# Phase2

In [6]:
import json
import pandas as pd
import re

# Load the full JSON file
with open('captions/activity_net.v1-3.min.json', 'r') as f:
    data = json.load(f)

# Step 1: Flatten the data into a list of {video_id, caption}
records = []
for video_id, video_info in data['database'].items():
    for ann in video_info['annotations']:
        records.append({
            'video_id': video_id,
            'caption': ann['label']
        })

# Step 2: Convert to DataFrame
df = pd.DataFrame(records)

# Step 3: Filter for captions containing the word "car"
contains_car = df[df['caption'].str.contains(r'\bcar\b', case=False, na=False)]
car_video_ids = set(contains_car['video_id'])

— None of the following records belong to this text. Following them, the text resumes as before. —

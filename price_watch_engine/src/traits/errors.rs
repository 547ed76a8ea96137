use std::time::Duration;

use thiserror::Error;

use crate::db_types::{WatchId, WatchStatus};

#[derive(Debug, Clone, Error)]
pub enum StoreError {
    #[error("Watch {id} is no longer {expected}, or is held by another worker")]
    StatusConflict { id: WatchId, expected: WatchStatus },
    #[error("Illegal watch transition: {0}")]
    InvalidTransition(String),
    #[error("Record not found: {0}")]
    NotFound(String),
    #[error("Storage backend error: {0}")]
    Backend(String),
}

/// Failures talking to an external collaborator.
#[derive(Debug, Clone, Error)]
pub enum CollaboratorError {
    #[error("Collaborator unavailable: {0}")]
    Unavailable(String),
    #[error("Collaborator call timed out after {0:?}")]
    Timeout(Duration),
    #[error("Collaborator rejected the request: {0}")]
    Rejected(String),
}

impl CollaboratorError {
    /// Timeouts and outages may succeed on another attempt. Rejections will not.
    pub fn is_transient(&self) -> bool {
        !matches!(self, CollaboratorError::Rejected(_))
    }
}

impl From<StoreError> for CollaboratorError {
    fn from(e: StoreError) -> Self {
        CollaboratorError::Unavailable(e.to_string())
    }
}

# Step 4: Filter for videos with more than 8 captions
caption_counts = df['video_id'].value_counts()
videos_with_8plus = set(caption_counts[caption_counts > 3].index)

# Step 5: Intersection of both criteria
valid_video_ids = list(car_video_ids & videos_with_8plus)

# Step 6: Pick 10 video IDs (or fewer if not enough matches)
selected_video_ids = valid_video_ids[:10]

# Step 7: Get all captions for the selected videos
selected_df = df[df['video_id'].isin(selected_video_ids)]

# Print summary
print(f"Selected {len(selected_df)} captions from {len(selected_video_ids)} videos:")
print(selected_df.groupby("video_id").size())

# Optional: Preview some of the selected captions
print("\nSample captions:")
print(selected_df.head(10).to_string(index=False))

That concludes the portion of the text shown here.